Precision, accuracy and time synchronization - etemu/satar GitHub Wiki
The accuracy of any logged events depends on various factors mostly based on hardware setup and network topology.
One Satar Node
In a typical race situations, the participants are racing against each other and their result is determined by their run time in relation to their racing class. Good precision with enough spacing between the participant's run times is preferred over accuracy. Relative values should be precise and with low deviation, but absolute values are not of much interest.
Calculating the accuracy for a given Satar-chain starts at the hardware instrumentation which supplies the node with real life information, i.e. a start gate with a release switch, a light barrier, pressure plate, RFID tag receiver.
Most industrial single-beam safety light barriers are waterproof (IP67) and suitable for dusty environments, for example:
- ABB's Spot 35 T/R transmitter/receiver (0 - 35 m, EN 954-1, ISO 13849-1)
- SenSick WL160 reflex (-P440, 0 - 2 m)
The latter has got a polling rate of more than 1 kHz and a reaction time of less than 0.5 ms. Those figures are not really of any interest for a timekeeping system, again because we are not after accuracy, but rather a high precision. Repeatability or deviation is most important. The repeatability of the mentioned SenSick WL160 light barrier is better than 0.5 ms = 0.0005 s.
The timekeeping instrument is connected to a Satar node. An ISR (Interrupt Service Routine) at the controller's port pin is enabled whenever a signal change is happening, with a repeatability of ( 1 / F_CPU x prescale ). A typical value would be 4 µs = 0.000004 s for a CPU frequency of 16 Mhz and a quantization of 4 µs.
No further deviation is introduced after this point - The event is now a digital number, saved with a precision of 1 µs = 0.000001 s.
Counting all delays together, we have a worst case deviation of approximately 0.0005 s + 0.000004 s = 0.000504 s = 0.504 ms. In most cases, there are at least two timing instruments attached, i.e. a gate switch at the start and a light barrier at the finish line - A value of 1 ms seems realistic.

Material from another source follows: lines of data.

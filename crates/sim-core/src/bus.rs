//! Cluster-wide event bus.
//!
//! Carries three kinds of event:
//! - [`NodeChanged`]: a member was spawned or died (emitted by the cluster)
//! - [`LinkChanged`]: a connection was created or severed (emitted by members)
//! - [`StateChanged`]: the derived graph diff (emitted by the graph model)
//!
//! Node and link events share one topic as [`ClusterEvent`] so the graph
//! model sees them in a single arrival order. Diffs have their own topic,
//! which is the only one observers outside the cluster can reach.

use crate::PeerId;
use crate::events::{BusError, Subscription, Topic};
use crate::graph::{Edge, StateChanged};

#[derive(Debug, Clone, Copy, PartialEq, Eq)]
pub enum NodeEvent {
    Spawned,
    Died,
}

#[derive(Debug, Clone, Copy, PartialEq, Eq)]
pub struct NodeChanged {
    pub event: NodeEvent,
    pub peer: PeerId,
}

impl NodeChanged {
    pub fn spawned(peer: PeerId) -> Self {
        Self {
            event: NodeEvent::Spawned,
            peer,
        }
    }

    pub fn died(peer: PeerId) -> Self {
        Self {
            event: NodeEvent::Died,
            peer,
        }
    }
}

#[derive(Debug, Clone, Copy, PartialEq, Eq)]
pub enum LinkEvent {
    Created,
    Severed,
}

#[derive(Debug, Clone, Copy, PartialEq, Eq)]
pub struct LinkChanged {
    pub event: LinkEvent,
    pub edge: Edge,
}

impl LinkChanged {
    pub fn created(x: PeerId, y: PeerId) -> Self {
        Self {
            event: LinkEvent::Created,
            edge: Edge::new(x, y),
        }
    }

    pub fn severed(x: PeerId, y: PeerId) -> Self {
        Self {
            event: LinkEvent::Severed,
            edge: Edge::new(x, y),
        }
    }
}

/// Raw membership events consumed by the graph model.
#[derive(Debug, Clone, Copy, PartialEq, Eq)]
pub enum ClusterEvent {
    Node(NodeChanged),
    Link(LinkChanged),
}

impl From<NodeChanged> for ClusterEvent {
    fn from(ev: NodeChanged) -> Self {
        ClusterEvent::Node(ev)
    }
}

impl From<LinkChanged> for ClusterEvent {
    fn from(ev: LinkChanged) -> Self {
        ClusterEvent::Link(ev)
    }
}

/// Shared by the cluster, its members and the graph model.
pub struct MembershipBus {
    events: Topic<ClusterEvent>,
    state: Topic<StateChanged>,
}

impl MembershipBus {
    pub fn new(capacity: usize) -> Self {
        Self {
            events: Topic::new(capacity),
            state: Topic::new(capacity),
        }
    }

    pub async fn emit_node(&self, ev: NodeChanged) -> Result<(), BusError> {
        self.events.emit(ev.into()).await
    }

    pub async fn emit_link(&self, ev: LinkChanged) -> Result<(), BusError> {
        self.events.emit(ev.into()).await
    }

    pub async fn emit_state(&self, ev: StateChanged) -> Result<(), BusError> {
        self.state.emit(ev).await
    }

    pub fn subscribe_events(&self) -> Result<Subscription<ClusterEvent>, BusError> {
        self.events.subscribe()
    }

    pub fn subscribe_state(&self) -> Result<Subscription<StateChanged>, BusError> {
        self.state.subscribe()
    }

    /// Stop accepting node and link events. The graph model drains what
    /// it already received and then closes the state topic.
    pub fn close_events(&self) -> bool {
        self.events.close()
    }

    pub fn close_state(&self) -> bool {
        self.state.close()
    }

    pub fn is_closed(&self) -> bool {
        self.events.is_closed()
    }
}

Drift is assumed to be linear and neglected.
Two or more Satar Nodes
Further deviation is introduced with the fact, that both nodes have their own clock and both clocks have a drift and are not in sync. Trivia: There are no clocks without drift, not even the best clocks in the universe are without drift, e.g. Glonass/GPS.
Everything comes down to crystal/resonator deviation at the MCU. The frequency source has got a drift which is not constant and changes with temperature, supply voltage, age and stress/load. If we work with multiple nodes, then there should be either a high accuracy (absolute timing with no drift - because drift integrates to a high deviation over time) or a synchronization between the nodes' clocks. The former is almost impossible, even with a drift of 1 ppm from a rubidium clock the drift would accumulate to a precision of worse than 0.1s in less than a day. So the later is the way to go. If we achieve a good periodic sync between the nodes, the race results should be precise and consistent, even after a long time.
SatarNodeHelpers/NodeTimetravel contains a model of the synchronization algorithm. Tests with two Arduino UNO boards, one with a crystal, one with a ceramic resonator, gave the following results:
delta reported by node 1 | delta reported by node 2 | delta of both deltas |
---|---|---|
2720125 | 2720115 | 10 |
2722703 | 2722705 | -2 |
2725317 | 2725313 | 4 |
All values in µs (1 x 10^-6 s).
They were both reset simultaneously and started with a delta of 3000 µs. A quite constant cumulated drift of 868 ppm was measured over an interval of 1 hour between both nodes. Note that this does not say anything about their accuracy: One node could drift -1000 ppm and the other one -1868 ppm, or both just +/-434 ppm. The third column shows that each node has got a pretty good clue of the other's time. Their deltas do not deviate more than 16 µs = 0.000016 s in this particular network topology with a sync interval of 3 s. If the drift is linear, we can interpolate and extrapolate with low deviations.